# RECORDS FOR THE TASK
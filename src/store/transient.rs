use crate::component::Component;
use crate::entity::Entity;
use crate::mask::Mask;
use crate::registry::ComponentIndex;
use crate::segment::column::{typed_mut, Column};
use crate::HashMap;
use downcast_rs::{impl_downcast, Downcast};

/// Number of staged values per chunk.
pub(crate) const CHUNK_SIZE: usize = 8;

/// A pending structural change of one entity.
pub(crate) struct TransientEntry {
    pub entity: Entity,
    /// Working copy of the entity's component set.
    pub mask: Mask,
}

/// Type-erased staging storage of one component type, addressed by transient index.
pub(crate) trait StagingColumn: Downcast + Send + Sync {
    /// Drops the staged values of the first `len` transient entries.
    fn clear(&mut self, len: usize);

    /// Moves the value staged at `slot` to the end of `target`.
    /// Returns `false` if nothing is staged there.
    fn take_into(&mut self, slot: usize, target: &mut dyn Column) -> bool;
}
impl_downcast!(StagingColumn);

type Chunk<C> = Box<[Option<C>; CHUNK_SIZE]>;

/// Fixed-size chunks of staged `C` values. Chunks are boxed, so growing the chunk table never
/// moves values which are already staged.
pub(crate) struct StagingChunks<C> {
    chunks: Vec<Chunk<C>>,
}

impl<C> Default for StagingChunks<C> {
    fn default() -> Self {
        StagingChunks { chunks: Vec::new() }
    }
}

impl<C: Component> StagingChunks<C> {
    #[inline]
    fn split(slot: usize) -> (usize, usize) {
        (slot / CHUNK_SIZE, slot % CHUNK_SIZE)
    }

    /// Returns the staging cell of `slot`, allocating its chunk if necessary.
    fn cell(&mut self, slot: usize) -> &mut Option<C> {
        let (chunk, offset) = Self::split(slot);
        while self.chunks.len() <= chunk {
            self.chunks.push(Box::new(std::array::from_fn(|_| None)));
        }
        &mut self.chunks[chunk][offset]
    }

    fn get(&self, slot: usize) -> Option<&C> {
        let (chunk, offset) = Self::split(slot);
        self.chunks.get(chunk)?[offset].as_ref()
    }

    fn get_mut(&mut self, slot: usize) -> Option<&mut C> {
        let (chunk, offset) = Self::split(slot);
        self.chunks.get_mut(chunk)?[offset].as_mut()
    }
}

impl<C: Component> StagingColumn for StagingChunks<C> {
    fn clear(&mut self, len: usize) {
        let used = (len + CHUNK_SIZE - 1) / CHUNK_SIZE;
        for chunk in self.chunks.iter_mut().take(used) {
            chunk.iter_mut().for_each(|cell| *cell = None);
        }
    }

    fn take_into(&mut self, slot: usize, target: &mut dyn Column) -> bool {
        let (chunk, offset) = Self::split(slot);
        let Some(value) = self.chunks.get_mut(chunk).and_then(|c| c[offset].take()) else {
            return false;
        };
        typed_mut::<C>(target).push(value);
        true
    }
}

/// Side table of pending structural changes.
///
/// Entries are only appended until [`reset`](Self::reset), which keeps their storage so
/// that the next frame reuses it.
#[derive(Default)]
pub(crate) struct TransientBuffer {
    entries: Vec<TransientEntry>,
    len: usize,
    live: usize,
    staging: HashMap<ComponentIndex, Box<dyn StagingColumn>>,
}

impl TransientBuffer {
    pub fn with_capacity(capacity: usize) -> Self {
        TransientBuffer {
            entries: Vec::with_capacity(capacity),
            len: 0,
            live: 0,
            staging: Default::default(),
        }
    }

    /// Opens a new entry for `entity` seeded with a copy of `current` and returns its index.
    pub fn reserve(&mut self, entity: Entity, current: &Mask) -> usize {
        let index = self.len;
        if let Some(entry) = self.entries.get_mut(index) {
            entry.entity = entity;
            entry.mask.clone_from(current);
        } else {
            self.entries.push(TransientEntry {
                entity,
                mask: current.clone(),
            });
        }
        self.len += 1;
        self.live += 1;
        index
    }

    /// Returns the number of open entries, retired ones included.
    pub fn len(&self) -> usize {
        self.len
    }

    /// Returns the number of open entries which were not retired.
    pub fn live(&self) -> usize {
        self.live
    }

    /// Detaches entry `index` from its entity. Resolve skips retired entries.
    pub fn retire(&mut self, index: usize) {
        debug_assert!(index < self.len);
        let entry = &mut self.entries[index];
        if entry.entity != Entity::NULL {
            entry.entity = Entity::NULL;
            self.live -= 1;
        }
    }

    pub fn entry(&self, index: usize) -> &TransientEntry {
        debug_assert!(index < self.len);
        &self.entries[index]
    }

    pub fn entry_mut(&mut self, index: usize) -> &mut TransientEntry {
        debug_assert!(index < self.len);
        &mut self.entries[index]
    }

    /// Stages `value` as the new component `component` of entry `index`, replacing any value
    /// staged there before.
    pub fn stage<C: Component>(&mut self, index: usize, component: ComponentIndex, value: C) {
        let staging = self
            .staging
            .entry(component)
            .or_insert_with(|| Box::new(StagingChunks::<C>::default()));
        match staging.downcast_mut::<StagingChunks<C>>() {
            Some(chunks) => *chunks.cell(index) = Some(value),
            None => crate::segment::column::column_type_mismatch(std::any::type_name::<C>()),
        }
    }

    fn chunks<C: Component>(&self, component: ComponentIndex) -> Option<&StagingChunks<C>> {
        self.staging.get(&component)?.downcast_ref::<StagingChunks<C>>()
    }

    /// Returns the value staged for entry `index`.
    pub fn staged<C: Component>(&self, index: usize, component: ComponentIndex) -> Option<&C> {
        self.chunks::<C>(component)?.get(index)
    }

    pub fn is_staged<C: Component>(&self, index: usize, component: ComponentIndex) -> bool {
        self.staged::<C>(index, component).is_some()
    }

    pub fn staged_mut<C: Component>(
        &mut self,
        index: usize,
        component: ComponentIndex,
    ) -> Option<&mut C> {
        self.staging
            .get_mut(&component)?
            .downcast_mut::<StagingChunks<C>>()?
            .get_mut(index)
    }

    /// Moves the value staged for entry `index` to the end of `target`.
    pub fn take_staged_into(
        &mut self,
        index: usize,
        component: ComponentIndex,
        target: &mut dyn Column,
    ) -> bool {
        self.staging
            .get_mut(&component)
            .map_or(false, |staging| staging.take_into(index, target))
    }

    /// Closes every entry, dropping values that were staged but never consumed.
    pub fn reset(&mut self) {
        for entry in &mut self.entries[..self.len] {
            entry.entity = Entity::NULL;
            entry.mask.clear();
        }
        for staging in self.staging.values_mut() {
            staging.clear(self.len);
        }
        self.len = 0;
        self.live = 0;
    }
}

# ASSIGNED TASK
Quote the entire listing above exactly.

# RESULT OF THIS TASK
filename src/store/transient.rs
use crate::component::Component;
use crate::entity::Entity;
use crate::mask::Mask;
use crate::registry::ComponentIndex;
use crate::segment::column::{typed_mut, Column};
use crate::HashMap;
use downcast_rs::{impl_downcast, Downcast};

/// Number of staged values per chunk.
pub(crate) const CHUNK_SIZE: usize = 8;

/// A pending structural change of one entity.
pub(crate) struct TransientEntry {
    pub entity: Entity,
    /// Working copy of the entity's component set.
    pub mask: Mask,
}

/// Type-erased staging storage of one component type, addressed by transient index.
pub(crate) trait StagingColumn: Downcast + Send + Sync {
    /// Drops the staged values of the first `len` transient entries.
    fn clear(&mut self, len: usize);

    /// Moves the value staged at `slot` to the end of `target`.
    /// Returns `false` if nothing is staged there.
    fn take_into(&mut self, slot: usize, target: &mut dyn Column) -> bool;
}
impl_downcast!(StagingColumn);

type Chunk<C> = Box<[Option<C>; CHUNK_SIZE]>;

/// Fixed-size chunks of staged `C` values. Chunks are boxed, so growing the chunk table never
/// moves values which are already staged.
pub(crate) struct StagingChunks<C> {
    chunks: Vec<Chunk<C>>,
}

impl<C> Default for StagingChunks<C> {
    fn default() -> Self {
        StagingChunks { chunks: Vec::new() }
    }
}

impl<C: Component> StagingChunks<C> {
    #[inline]
    fn split(slot: usize) -> (usize, usize) {
        (slot / CHUNK_SIZE, slot % CHUNK_SIZE)
    }

    /// Returns the staging cell of `slot`, allocating its chunk if necessary.
    fn cell(&mut self, slot: usize) -> &mut Option<C> {
        let (chunk, offset) = Self::split(slot);
        while self.chunks.len() <= chunk {
            self.chunks.push(Box::new(std::array::from_fn(|_| None)));
        }
        &mut self.chunks[chunk][offset]
    }

    fn get(&self, slot: usize) -> Option<&C> {
        let (chunk, offset) = Self::split(slot);
        self.chunks.get(chunk)?[offset].as_ref()
    }

    fn get_mut(&mut self, slot: usize) -> Option<&mut C> {
        let (chunk, offset) = Self::split(slot);
        self.chunks.get_mut(chunk)?[offset].as_mut()
    }
}

impl<C: Component> StagingColumn for StagingChunks<C> {
    fn clear(&mut self, len: usize) {
        let used = (len + CHUNK_SIZE - 1) / CHUNK_SIZE;
        for chunk in self.chunks.iter_mut().take(used) {
            chunk.iter_mut().for_each(|cell| *cell = None);
        }
    }

    fn take_into(&mut self, slot: usize, target: &mut dyn Column) -> bool {
        let (chunk, offset) = Self::split(slot);
        let Some(value) = self.chunks.get_mut(chunk).and_then(|c| c[offset].take()) else {
            return false;
        };
        typed_mut::<C>(target).push(value);
        true
    }
}

/// Side table of pending structural changes.
///
/// Entries are only appended until [`reset`](Self::reset), which keeps their storage so
/// that the next frame reuses it.
#[derive(Default)]
pub(crate) struct TransientBuffer {
    entries: Vec<TransientEntry>,
    len: usize,
    live: usize,
    staging: HashMap<ComponentIndex, Box<dyn StagingColumn>>,
}

impl TransientBuffer {
    pub fn with_capacity(capacity: usize) -> Self {
        TransientBuffer {
            entries: Vec::with_capacity(capacity),
            len: 0,
            live: 0,
            staging: Default::default(),
        }
    }

    /// Opens a new entry for `entity` seeded with a copy of `current` and returns its index.
    pub fn reserve(&mut self, entity: Entity, current: &Mask) -> usize {
        let index = self.len;
        if let Some(entry) = self.entries.get_mut(index) {
            entry.entity = entity;
            entry.mask.clone_from(current);
        } else {
            self.entries.push(TransientEntry {
                entity,
                mask: current.clone(),
            });
        }
        self.len += 1;
        self.live += 1;
        index
    }

    /// Returns the number of open entries, retired ones included.
    pub fn len(&self) -> usize {
        self.len
    }

    /// Returns the number of open entries which were not retired.
    pub fn live(&self) -> usize {
        self.live
    }

    /// Detaches entry `index` from its entity. Resolve skips retired entries.
    pub fn retire(&mut self, index: usize) {
        debug_assert!(index < self.len);
        let entry = &mut self.entries[index];
        if entry.entity != Entity::NULL {
            entry.entity = Entity::NULL;
            self.live -= 1;
        }
    }

    pub fn entry(&self, index: usize) -> &TransientEntry {
        debug_assert!(index < self.len);
        &self.entries[index]
    }

    pub fn entry_mut(&mut self, index: usize) -> &mut TransientEntry {
        debug_assert!(index < self.len);
        &mut self.entries[index]
    }

    /// Stages `value` as the new component `component` of entry `index`, replacing any value
    /// staged there before.
    pub fn stage<C: Component>(&mut self, index: usize, component: ComponentIndex, value: C) {
        let staging = self
            .staging
            .entry(component)
            .or_insert_with(|| Box::new(StagingChunks::<C>::default()));
        match staging.downcast_mut::<StagingChunks<C>>() {
            Some(chunks) => *chunks.cell(index) = Some(value),
            None => crate::segment::column::column_type_mismatch(std::any::type_name::<C>()),
        }
    }

    fn chunks<C: Component>(&self, component: ComponentIndex) -> Option<&StagingChunks<C>> {
        self.staging.get(&component)?.downcast_ref::<StagingChunks<C>>()
    }

    /// Returns the value staged for entry `index`.
    pub fn staged<C: Component>(&self, index: usize, component: ComponentIndex) -> Option<&C> {
        self.chunks::<C>(component)?.get(index)
    }

    pub fn is_staged<C: Component>(&self, index: usize, component: ComponentIndex) -> bool {
        self.staged::<C>(index, component).is_some()
    }

    pub fn staged_mut<C: Component>(
        &mut self,
        index: usize,
        component: ComponentIndex,
    ) -> Option<&mut C> {
        self.staging
            .get_mut(&component)?
            .downcast_mut::<StagingChunks<C>>()?
            .get_mut(index)
    }

    /// Moves the value staged for entry `index` to the end of `target`.
    pub fn take_staged_into(
        &mut self,
        index: usize,
        component: ComponentIndex,
        target: &mut dyn Column,
    ) -> bool {
        self.staging
            .get_mut(&component)
            .map_or(false, |staging| staging.take_into(index, target))
    }

    /// Closes every entry, dropping values that were staged but never consumed.
    pub fn reset(&mut self) {
        for entry in &mut self.entries[..self.len] {
            entry.entity = Entity::NULL;
            entry.mask.clear();
        }
        for staging in self.staging.values_mut() {
            staging.clear(self.len);
        }
        self.len = 0;
        self.live = 0;
    }
}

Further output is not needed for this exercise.